#### Task prompt
A single number is the expected answer: the count of lines in the records below that contain "Some".

[Data for the task — start]

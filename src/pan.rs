use crate::checksum::luhn_check;
use crate::error::{too_short, ValidationError};
use crate::issuer::{self, Algorithm};
use crate::normalize::{mask_middle, normalize};

pub const MIN_PAN_INPUT: usize = 8;

#[derive(Debug, Clone, PartialEq, Eq)]
pub struct IssuerMatch {
    pub issuer_name: &'static str,
    pub iin: u32,
    pub algorithm: Algorithm,
}

/// Outcome of one PAN validation. `issuer` is kept when the checksum fails
/// so callers can still report which network the number claimed.
#[derive(Debug, Clone, PartialEq, Eq)]
pub struct PanRecord {
    pub raw: String,
    pub normalized: String,
    pub issuer: Option<IssuerMatch>,
    pub error: Option<ValidationError>,
}

impl PanRecord {
    pub fn is_valid(&self) -> bool {
        self.error.is_none()
    }

    pub fn into_result(self) -> Result<Self, ValidationError> {
        match self.error.clone() {
            Some(err) => Err(err),
            None => Ok(self),
        }
    }
}

pub fn validate_pan(raw: &str) -> PanRecord {
    let normalized = normalize(raw);
    let mut record = PanRecord {
        raw: raw.to_string(),
        normalized,
        issuer: None,
        error: None,
    };
    if let Err(err) = check_pan(&mut record) {
        log::debug!("PAN {} rejected: {}", mask_pan(&record.normalized), err.kind());
        record.error = Some(err);
    }
    record
}

/// Six-digit IIN and last four digits; everything between is starred.
fn mask_pan(value: &str) -> String {
    mask_middle(value, 6, 4)
}

fn check_pan(record: &mut PanRecord) -> Result<(), ValidationError> {
    let clean = record.normalized.clone();
    let length = clean.chars().count();
    if let Some(err) = too_short(length, MIN_PAN_INPUT) {
        return Err(err);
    }
    if let Some((position, character)) = clean
        .chars()
        .enumerate()
        .find(|(_, ch)| !ch.is_ascii_digit())
    {
        return Err(ValidationError::MalformedCharacter {
            character,
            position,
        });
    }

    let (range, iin) = issuer::lookup(&clean, length).ok_or(ValidationError::NoIssuerMatch)?;
    record.issuer = Some(IssuerMatch {
        issuer_name: range.issuer_name,
        iin,
        algorithm: range.algorithm,
    });

    if range.algorithm == Algorithm::Luhn && !luhn_check(&clean)? {
        return Err(ValidationError::ChecksumMismatch);
    }
    Ok(())
}

#[cfg(test)]
mod tests {
    use super::*;

    #[test]
    fn valid_mastercard() {
        let record = validate_pan("5460976249685093");
        assert!(record.is_valid());
        assert_eq!(record.normalized, "5460976249685093");
        let issuer = record.issuer.expect("issuer");
        assert_eq!(issuer.issuer_name, "Mastercard");
        assert_eq!(issuer.iin, 54);
        assert_eq!(issuer.algorithm, Algorithm::Luhn);
    }

    #[test]
    fn separators_are_stripped() {
        let record = validate_pan("5460.9762.4968.5093");
        assert!(record.is_valid());
        assert_eq!(record.normalized, "5460976249685093");
    }

    #[test]
    fn checksum_failure_keeps_issuer() {
        let record = validate_pan("5574351064815128");
        assert_eq!(record.error, Some(ValidationError::ChecksumMismatch));
        assert_eq!(record.issuer.map(|i| i.issuer_name), Some("Mastercard"));
    }

    #[test]
    fn short_input() {
        let record = validate_pan("4111 111");
        assert_eq!(
            record.error,
            Some(ValidationError::InputTooShort {
                length: 7,
                minimum: 8
            })
        );
    }

    #[test]
    fn letters_are_malformed() {
        let record = validate_pan("5460 9762 4968 509A");
        assert_eq!(
            record.error,
            Some(ValidationError::MalformedCharacter {
                character: 'A',
                position: 15
            })
        );
        assert!(record.issuer.is_none());
    }

    #[test]
    fn unknown_prefix() {
        let record = validate_pan("9999999999999995");
        assert_eq!(record.error, Some(ValidationError::NoIssuerMatch));
    }

    #[test]
    fn enroute_skips_checksum() {
        // Fails Luhn, but enRoute ranges carry no check digit.
        let record = validate_pan("201400000000001");
        assert!(record.is_valid());
        let issuer = record.issuer.unwrap();
        assert_eq!(issuer.issuer_name, "Diners Club enRoute");
        assert_eq!(issuer.algorithm, Algorithm::None);
        assert_eq!(issuer.iin, 2014);
    }

    #[test]
    fn visa_test_number() {
        let record = validate_pan("4111-1111-1111-1111");
        assert!(record.is_valid());
        assert_eq!(record.issuer.unwrap().issuer_name, "Visa");
    }

    #[test]
    fn masked_pan_keeps_iin_and_last_four() {
        assert_eq!(mask_pan("5574351064815128"), "557435******5128");
        assert_eq!(mask_pan("4111111"), "*******");
    }
}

[Data for the task — finish]

#### Expected output
10